[Tutor] parse text file

Fri Jun 4 01:46:45 CEST 2010

On Fri, 4 Jun 2010 12:45:52 am Colin Talbert wrote:

> I thought when you did a for uline in input_file each single line
> would go into memory independently, not the entire file.

for line in file:

reads one line at a time, but file.read() tries to read everything in 
one go. However, it should fail with MemoryError, not just stop 
silently.

> I'm pretty sure that this is not your code, because you can't call
> len() on a bz2 file. If you try, you get an error:
>
> You are so correct.  I'd been trying numerous things to read in this
> file and had deleted the code that I meant to put here and so wrote
> this from memory incorrectly.  The code that I wrote should have
> been:
>
> import bz2
> input_file = bz2.BZ2File(r'C:\temp\planet-latest.osm.bz2','rb')
> str=input_file.read()
> len(str)
>
> Which indeed does return only 900000.

Unfortunately, I can't download your bz2 file myself to test it, but I 
think I *may* have found the problem. It looks like the current bz2 
module only supports files written as a single stream, and not multiple 
stream files. This is why the BZ2File class has no "append" mode. See 
this bug report:

http://bugs.python.org/issue1625

My hypothesis is that your bz2 file consists of either multiple streams, 
or multiple bz2 files concatenated together, and the BZ2File class 
stops reading after the first.

I can test my hypothesis:

>>> bz2.BZ2File('a.bz2', 'w').write('this is the first chunk of text')
>>> bz2.BZ2File('b.bz2', 'w').write('this is the second chunk of text')
>>> bz2.BZ2File('c.bz2', 'w').write('this is the third chunk of text')
>>> # concatenate the files
... d = file('concate.bz2', 'w')
>>> for name in "abc":
...     f = file('%c.bz2' % name, 'rb')
...     d.write(f.read())
...
>>> d.close()
>>>
>>> bz2.BZ2File('concate.bz2', 'r').read()
'this is the first chunk of text'

And sure enough, BZ2File only sees the first chunk of text!

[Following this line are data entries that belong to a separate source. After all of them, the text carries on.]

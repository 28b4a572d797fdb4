//! Configuration loading from disk and the environment.

use std::fs;
use std::path::Path;
use std::str::FromStr;

use thiserror::Error;

use crate::config::schema::AppConfig;
use crate::config::validation::{validate_config, ValidationError};

/// Names a TOML file to start from.
pub const CONFIG_PATH_VAR: &str = "APP_CONFIG";

/// Error type for configuration loading.
#[derive(Debug, Error)]
pub enum ConfigError {
    #[error("IO error: {0}")]
    Io(#[from] std::io::Error),
    #[error("Parse error: {0}")]
    Parse(#[from] toml::de::Error),
    #[error("Validation failed: {}", join_errors(.0))]
    Validation(Vec<ValidationError>),
}

fn join_errors(errors: &[ValidationError]) -> String {
    errors
        .iter()
        .map(ToString::to_string)
        .collect::<Vec<_>>()
        .join(", ")
}

/// Load and validate configuration from a TOML file.
pub fn load_config(path: &Path) -> Result<AppConfig, ConfigError> {
    let config = read_file(path)?;
    validate_config(&config).map_err(ConfigError::Validation)?;
    Ok(config)
}

/// Load configuration from the process environment.
pub fn from_env() -> Result<AppConfig, ConfigError> {
    load_with(|key| std::env::var(key).ok())
}

/// Defaults, then the optional file named by `APP_CONFIG`, then env overrides.
pub fn load_with<F>(lookup: F) -> Result<AppConfig, ConfigError>
where
    F: Fn(&str) -> Option<String>,
{
    let mut config = match lookup(CONFIG_PATH_VAR) {
        Some(path) => read_file(Path::new(&path))?,
        None => AppConfig::default(),
    };

    let mut errors = apply_env_overrides(&mut config, &lookup);
    if let Err(mut semantic) = validate_config(&config) {
        errors.append(&mut semantic);
    }

    if errors.is_empty() {
        Ok(config)
    } else {
        Err(ConfigError::Validation(errors))
    }
}

fn read_file(path: &Path) -> Result<AppConfig, ConfigError> {
    let content = fs::read_to_string(path)?;
    Ok(toml::from_str(&content)?)
}

/// Apply `PORT`, `APP_ENV` and friends. Returns values that failed to parse.
pub fn apply_env_overrides<F>(config: &mut AppConfig, lookup: &F) -> Vec<ValidationError>
where
    F: Fn(&str) -> Option<String>,
{
    let mut errors = Vec::new();

    if let Some(port) = parse_var(lookup, "PORT", &mut errors) {
        config.listener.port = port;
    }
    if let Some(env) = lookup("APP_ENV") {
        config.service.environment = env;
    }
    if let Some(name) = lookup("APP_NAME") {
        config.service.name = name;
    }
    if let Some(level) = lookup("LOG_LEVEL") {
        config.observability.log_level = level;
    }
    if let Some(format) = lookup("LOG_FORMAT") {
        match format.trim().to_ascii_lowercase().as_str() {
            "json" => config.observability.json = true,
            "plain" | "text" => config.observability.json = false,
            _ => errors.push(ValidationError::InvalidEnv {
                var: "LOG_FORMAT",
                value: format,
                reason: "expected json or plain".to_string(),
            }),
        }
    }
    if let Some(sink) = parse_var(lookup, "LOG_SINK", &mut errors) {
        config.observability.sink = sink;
    }
    if let Some(delay) = parse_var(lookup, "DATA_MAX_DELAY_MS", &mut errors) {
        config.data.max_delay_ms = delay;
    }

    errors
}

fn parse_var<F, T>(lookup: &F, var: &'static str, errors: &mut Vec<ValidationError>) -> Option<T>
where
    F: Fn(&str) -> Option<String>,
    T: FromStr,
    T::Err: ToString,
{
    let value = lookup(var)?;
    match value.trim().parse::<T>() {
        Ok(parsed) => Some(parsed),
        Err(e) => {
            errors.push(ValidationError::InvalidEnv {
                var,
                value,
                reason: e.to_string(),
            });
            None
        }
    }
}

But if I open it in a stand-alone bz2 utility (I use the Linux 
application Ark), I can see all three chunks of text. So I think we 
have a successful test of the hypothesis.

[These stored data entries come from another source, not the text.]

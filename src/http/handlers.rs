//! Sample endpoints.
//!
//! Each handler logs through its request-scoped logger and answers with a
//! canned JSON body. `/api/error` faults on purpose so the error fallback
//! produces the response.

use std::time::Duration;

use axum::http::{Method, StatusCode};
use chrono::{SecondsFormat, Utc};
use rand::Rng;
use serde_json::json;

use crate::config::AppConfig;
use crate::fields;
use crate::http::response::{HandlerFault, Reply};
use crate::routing::{RequestScope, RouteTable};

/// Static settings handlers read from their scope.
#[derive(Debug, Clone)]
pub struct HandlerSettings {
    pub service_name: String,
    /// Exclusive upper bound of the simulated `/api/data` delay.
    pub max_delay: Duration,
}

impl HandlerSettings {
    pub fn from_config(config: &AppConfig) -> Self {
        Self {
            service_name: config.service.name.clone(),
            max_delay: Duration::from_millis(config.data.max_delay_ms),
        }
    }
}

impl Default for HandlerSettings {
    fn default() -> Self {
        Self::from_config(&AppConfig::default())
    }
}

/// Register every sample endpoint.
pub fn route_table() -> RouteTable {
    RouteTable::new()
        .route(Method::GET, "/health", "health", health)
        .route(Method::GET, "/api/data", "data", data)
        .route(Method::GET, "/api/warning", "warning", warning)
        .route(Method::GET, "/api/error", "error", error)
        .route(Method::GET, "/api/critical", "critical", critical)
}

/// Current time as RFC 3339 with millisecond precision.
pub fn now_timestamp() -> String {
    Utc::now().to_rfc3339_opts(SecondsFormat::Millis, true)
}

fn max_millis(max: Duration) -> u64 {
    u64::try_from(max.as_millis()).unwrap_or(u64::MAX).max(1)
}

fn random_delay(max: Duration) -> Duration {
    Duration::from_millis(rand::thread_rng().gen_range(0..max_millis(max)))
}

/// Measured elapsed time in whole ms, capped just below `max`.
///
/// Timer granularity rounds sleeps up, so a draw near the bound can measure
/// at or past it.
fn bounded_response_time(elapsed: Duration, max: Duration) -> u64 {
    let elapsed_ms = u64::try_from(elapsed.as_millis()).unwrap_or(u64::MAX);
    elapsed_ms.min(max_millis(max) - 1)
}

pub async fn health(scope: RequestScope) -> Result<Reply, HandlerFault> {
    scope.log.info("Health check requested", fields! { "endpoint" => "/health" });
    Ok(Reply::ok(json!({
        "status": "OK",
        "service": scope.settings.service_name,
        "timestamp": now_timestamp(),
    })))
}

pub async fn data(scope: RequestScope) -> Result<Reply, HandlerFault> {
    let delay = random_delay(scope.settings.max_delay);
    let start = tokio::time::Instant::now();
    tokio::time::sleep(delay).await;
    let response_time = bounded_response_time(start.elapsed(), scope.settings.max_delay);

    scope.log.info(
        "Data retrieved successfully",
        fields! {
            "responseTime" => response_time,
            "endpoint" => "/api/data",
        },
    );

    Ok(Reply::ok(json!({
        "message": "Data retrieved successfully",
        "timestamp": now_timestamp(),
        "responseTime": response_time,
    })))
}

/// Deprecated but still served: the warning is advisory, so the status stays 200.
pub async fn warning(scope: RequestScope) -> Result<Reply, HandlerFault> {
    scope.log.warn(
        "Deprecated endpoint accessed",
        fields! {
            "endpoint" => "/api/warning",
            "recommendation" => "Use /api/data instead",
        },
    );
    Ok(Reply::ok(json!({
        "message": "This endpoint is deprecated. Please use /api/data instead.",
        "warning": true,
    })))
}

pub async fn error(scope: RequestScope) -> Result<Reply, HandlerFault> {
    let fault = HandlerFault::new("Error", "Simulated internal server error");
    scope.log.error(
        "Internal server error occurred",
        fields! {
            "errorType" => fault.kind(),
            "error" => fault.message(),
            "stack" => fault.trace(),
            "endpoint" => "/api/error",
        },
    );
    Err(fault)
}

/// A failure the handler deals with itself, so no fault reaches the pipeline.
pub async fn critical(scope: RequestScope) -> Result<Reply, HandlerFault> {
    scope.log.error(
        "Critical system failure occurred",
        fields! {
            "severity" => "critical",
            "errorType" => "SystemFailure",
            "error" => "Simulated critical system failure",
            "endpoint" => "/api/critical",
        },
    );
    Ok(Reply::new(
        StatusCode::INTERNAL_SERVER_ERROR,
        json!({
            "error": "Critical System Failure",
            "message": "The system encountered a critical failure",
            "timestamp": now_timestamp(),
        }),
    ))
}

Assuming this is the problem you are having, you have a number of 
possible solutions:

(1) Re-create the bz2 file from a single stream.

(2) Use another application to expand the bz2 file and then read 
directly from that, skipping BZ2File altogether.

(3) Upgrade to Python 2.7 or 3.2, and hope the patch is applied.

(4) Backport the patch to your version of Python and apply it yourself.

(5) Write your own bz2 utility.

Not really a very appetising series of choices there, I must admit. 
Probably (1) or (2) are the least worst.

-- 
Steven D'Aprano